▸ PROBLEM TO SOLVE
Quote exactly the lines from the start of the entries to the one with "a pause ends.", both ends included.

▸ RECORDS
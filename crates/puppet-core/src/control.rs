//! Run control for the driver loop.
//!
//! Shared between the driver loop and whoever embeds the engine (the
//! binary's Ctrl-C handler, tests). Control flags are atomics so the loop
//! reads them without locking; [`Notify`] wakes the loop when a stop is
//! requested or a pause ends.

use std::sync::atomic::{AtomicBool, Ordering};

use chrono::{DateTime, Utc};
use tokio::sync::Notify;

/// Pause, resume and stop flags for [`run_engine`](crate::runner::run_engine).
#[derive(Debug)]
pub struct RunControl {
    paused: AtomicBool,
    resume_notify: Notify,
    stop_requested: AtomicBool,
    stop_notify: Notify,
    started_at: DateTime<Utc>,
}

impl RunControl {
    /// Create a running, unpaused control.
    pub fn new() -> Self {
        Self {
            paused: AtomicBool::new(false),
            resume_notify: Notify::new(),
            stop_requested: AtomicBool::new(false),
            stop_notify: Notify::new(),
            started_at: Utc::now(),
        }
    }

    // -----------------------------------------------------------------------
    // Pause / Resume
    // -----------------------------------------------------------------------

    /// Whether the loop is paused.
    pub fn is_paused(&self) -> bool {
        self.paused.load(Ordering::Acquire)
    }

    /// Pause the loop. Ticks and polls are skipped until resumed.
    pub fn pause(&self) {
        self.paused.store(true, Ordering::Release);
    }

    /// Resume the loop.
    pub fn resume(&self) {
        self.paused.store(false, Ordering::Release);
        self.resume_notify.notify_waiters();
    }

    /// Wait until the loop is no longer paused.
    pub async fn wait_if_paused(&self) {
        while self.is_paused() {
            let notified = self.resume_notify.notified();
            if !self.is_paused() {
                break;
            }
            notified.await;
        }
    }

    // -----------------------------------------------------------------------
    // Stop
    // -----------------------------------------------------------------------

    /// Request a clean stop.
    pub fn request_stop(&self) {
        self.stop_requested.store(true, Ordering::Release);
        self.stop_notify.notify_waiters();
        self.resume_notify.notify_waiters();
    }

    /// Whether a stop has been requested.
    pub fn is_stop_requested(&self) -> bool {
        self.stop_requested.load(Ordering::Acquire)
    }

    /// Resolve once a stop has been requested.
    pub async fn stopped(&self) {
        loop {
            let notified = self.stop_notify.notified();
            if self.is_stop_requested() {
                return;
            }
            notified.await;
        }
    }

    /// When the control was created.
    pub const fn started_at(&self) -> DateTime<Utc> {
        self.started_at
    }
}

impl Default for RunControl {
    fn default() -> Self {
        Self::new()
    }
}

#[cfg(test)]
mod tests {
    use std::sync::Arc;
    use std::time::Duration;

    use super::*;

    #[test]
    fn pause_and_resume() {
        let control = RunControl::new();
        assert!(!control.is_paused());
        control.pause();
        assert!(control.is_paused());
        control.resume();
        assert!(!control.is_paused());
    }

    #[tokio::test]
    async fn stop_wakes_waiters() {
        let control = Arc::new(RunControl::new());
        let waiter = {
            let control = Arc::clone(&control);
            tokio::spawn(async move { control.stopped().await })
        };
        tokio::time::sleep(Duration::from_millis(10)).await;
        control.request_stop();
        let joined = tokio::time::timeout(Duration::from_secs(1), waiter).await;
        assert!(matches!(joined, Ok(Ok(()))));
        assert!(control.is_stop_requested());
    }

    #[tokio::test]
    async fn stopped_returns_immediately_after_stop() {
        let control = RunControl::new();
        control.request_stop();
        control.stopped().await;
    }
}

▸ YOUR SOLUTION
filename crates/puppet-core/src/control.rs
//! Run control for the driver loop.
//!
//! Shared between the driver loop and whoever embeds the engine (the
//! binary's Ctrl-C handler, tests). Control flags are atomics so the loop
//! reads them without locking; [`Notify`] wakes the loop when a stop is
//! requested or a pause ends.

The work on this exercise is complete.